Dolabella auricularia is a rather large species which can reach a length of 40 cm. It can be recognized by a flattened disk on the posterior surface of the animal. This species can be found with soft pustules, leading to a rather knob-like appearance. It has a short, blunt head. Its body is covered with tubercles and skin flaps. The vestigial, internal shell has a typical ear-like form. Like all sea hares, it ejects a purple ink when disturbed.

== Distribution ==
Dolabella auricularia can be found in the Indian Ocean and the western and NW Pacific. It is also present in the Philippines.

== Habitat ==
This sea hare lives in areas that are sheltered from rough currents. They will often hide in seagrass, sand and mud, feeding on algae. Intertidal rock pools are also a favoured place to live.

== Human uses ==
In coastal areas in the Visayas and Mindanao islands in the Philippines, long strands of eggs of Dolabella auricularia (locally known as donsol or dongsul in the Visayan languages) are traditionally eaten.
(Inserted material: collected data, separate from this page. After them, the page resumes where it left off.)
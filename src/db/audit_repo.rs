// src/db/audit_repo.rs

use async_trait::async_trait;
use sqlx::{types::Json, PgPool};

use crate::{
    common::error::AppError,
    db::store::AuditStore,
    models::audit::{AuditLog, AuditQuery, NewAuditLog},
};

// Não existe UPDATE nem DELETE aqui
#[derive(Clone)]
pub struct AuditRepository {
    pool: PgPool,
}

impl AuditRepository {
    pub fn new(pool: PgPool) -> Self {
        Self { pool }
    }
}

#[async_trait]
impl AuditStore for AuditRepository {
    async fn append_audit_log(&self, new: &NewAuditLog) -> Result<AuditLog, AppError> {
        let log = sqlx::query_as::<_, AuditLog>(
            r#"
            INSERT INTO audit_logs (
                actor_id, action, entity_type, entity_id, diff, ip, user_agent, metadata
            )
            VALUES ($1, $2, $3, $4, $5, $6, $7, $8)
            RETURNING *
            "#,
        )
        .bind(new.actor_id)
        .bind(new.action)
        .bind(&new.entity_type)
        .bind(new.entity_id)
        .bind(Json(&new.diff))
        .bind(&new.ip)
        .bind(&new.user_agent)
        .bind(&new.metadata)
        .fetch_one(&self.pool)
        .await?;
        Ok(log)
    }

    async fn list_audit_logs(&self, query: &AuditQuery) -> Result<Vec<AuditLog>, AppError> {
        let logs = sqlx::query_as::<_, AuditLog>(
            r#"
            SELECT * FROM audit_logs
            WHERE ($1::text IS NULL OR entity_type = $1)
              AND ($2::uuid IS NULL OR entity_id = $2)
            ORDER BY created_at ASC
            "#,
        )
        .bind(&query.entity_type)
        .bind(query.entity_id)
        .fetch_all(&self.pool)
        .await?;
        Ok(logs)
    }
}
The egg strands are known as lokot or lukot and are harvested from shallow rocks and seagrass meadows. They resemble twisted noodles (pancit) in appearance and texture, hence why they are also called pansit-pansitan ("mock noodles") in some areas. They are usually green, but can be reddish to yellowish in color. They are often mistaken for seaweed and have a taste described as salty and sweet. They are usually eaten raw with vinegar and spices as kinilaw, sauteed like pancit guisado, or added to soups like fish tinola. In Samoa it is called Gau (pronounced gnau). It is a favorite food for old people, cooked with coconut cream. Its innards are eaten raw. Its eggs are called ape and also eaten.

Dolabella auricularia is sometimes used by the keepers of large marine aquariums to limit algal growth in the tank.

The anti-cancer agent monomethyl auristatin E is derived from peptides found in D. auricularia.